Frontend: Owns the Blog Experience
The blog lives inside the main frontend app:
- /blog - list of posts
- /blog/:slug - individual post
This means:
- Same design system
- Same navigation and layout
- No "separate CMS feel"
The blog pages are simple:
- Fetch posts from the API
- Support search
- Render content consistently
Writer/admin features are not exposed here; this side is strictly for readers.
Backend: API Only
The backend does one job: serve data and handle writer actions.
It provides endpoints for:
- Posts (list + detail)
- Auth (login, logout, password)
- Post management (create, edit)
- Uploads (images)
- Markdown preview
No HTML rendering. Just JSON.
This avoids mixing UI with business logic.

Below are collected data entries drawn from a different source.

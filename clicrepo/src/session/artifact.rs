//! The exported archive.

use std::io;
use std::path::{Path, PathBuf};

use bytes::Bytes;

/// A finished SCORM archive and its suggested file name.
#[derive(Debug, Clone, PartialEq, Eq)]
pub struct Artifact {
    /// Suggested file name (`<project>.scorm.zip`).
    pub file_name: String,
    /// ZIP contents.
    pub data: Bytes,
    /// Number of entries in the archive, manifest included.
    pub entries: usize,
}

impl Artifact {
    /// Create an artifact.
    pub fn new(file_name: impl Into<String>, data: Bytes, entries: usize) -> Self {
        Self {
            file_name: file_name.into(),
            data,
            entries,
        }
    }

    /// Size of the archive in bytes.
    pub fn len(&self) -> usize {
        self.data.len()
    }

    /// Whether the archive is empty.
    pub fn is_empty(&self) -> bool {
        self.data.is_empty()
    }

    /// Write the archive into `dir` under its suggested name.
    pub fn save_to(&self, dir: &Path) -> io::Result<PathBuf> {
        std::fs::create_dir_all(dir)?;
        let path = dir.join(&self.file_name);
        std::fs::write(&path, &self.data)?;
        Ok(path)
    }
}

#[cfg(test)]
mod tests {
    use super::*;

    #[test]
    fn test_save_to_creates_file() {
        let dir = tempfile::tempdir().unwrap();
        let artifact = Artifact::new("p1.scorm.zip", Bytes::from_static(b"PK\x03\x04"), 1);

        let path = artifact.save_to(&dir.path().join("out")).unwrap();

        assert_eq!(path.file_name().unwrap(), "p1.scorm.zip");
        assert_eq!(std::fs::read(&path).unwrap(), b"PK\x03\x04");
        assert_eq!(artifact.len(), 4);
    }
}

Database: Simple by Design
I use MySQL with minimal structure.
blog_posts
- slug, title, summary
- markdown + HTML content
- cover image
- timestamps
blog_settings
- stores things like password hash
Since I'm the only writer, I skipped:
- roles
- drafts
- approvals
Less complexity, faster workflow.
Markdown as the Source
I write in Markdown, not HTML.
- Markdown = source of truth
- Backend converts to sanitized HTML
- Both versions are stored
There's also a preview endpoint, so what I see before publishing is exactly what gets published.
Writer Workflow: Fast and Private
The admin system is built for speed:
- Simple password login (session based)
- Create/edit posts
- Upload images
- Preview Markdown
Key choices:
- No public admin access
- CSRF protection included
- No drafts - publishing is immediate
This matches how I actually write.
Image Uploads
Images go through the backend:
- Validates type and size
- Stores in uploads directory
- Returns a public URL
Simple and controlled, no external asset juggling.
Static + Live Data
I combine static generation with live API updates:
At build time:
- Prerender /blog and posts - fast and SEO friendly
At runtime:
- Fetch latest data from API - stays fresh
Result:
- Fast pages
- Up to date content
- No need to rebuild after every post
Why This Architecture Works
Each layer does what it's best at:
- Frontend - UI & experience
- Backend - data & auth
- Build step - static output
- API - freshness
This avoids:
- heavy CMS complexity
- disconnected blog systems
- messy backend rendering
Final Thought
The tools (React, PHP, MySQL, Markdown) aren't the important part.
The key decision was architectural:
Keep the frontend for reading, the backend API only, and the workflow simple.
For a one writer blog, this setup is clean, fast, and easy to maintain.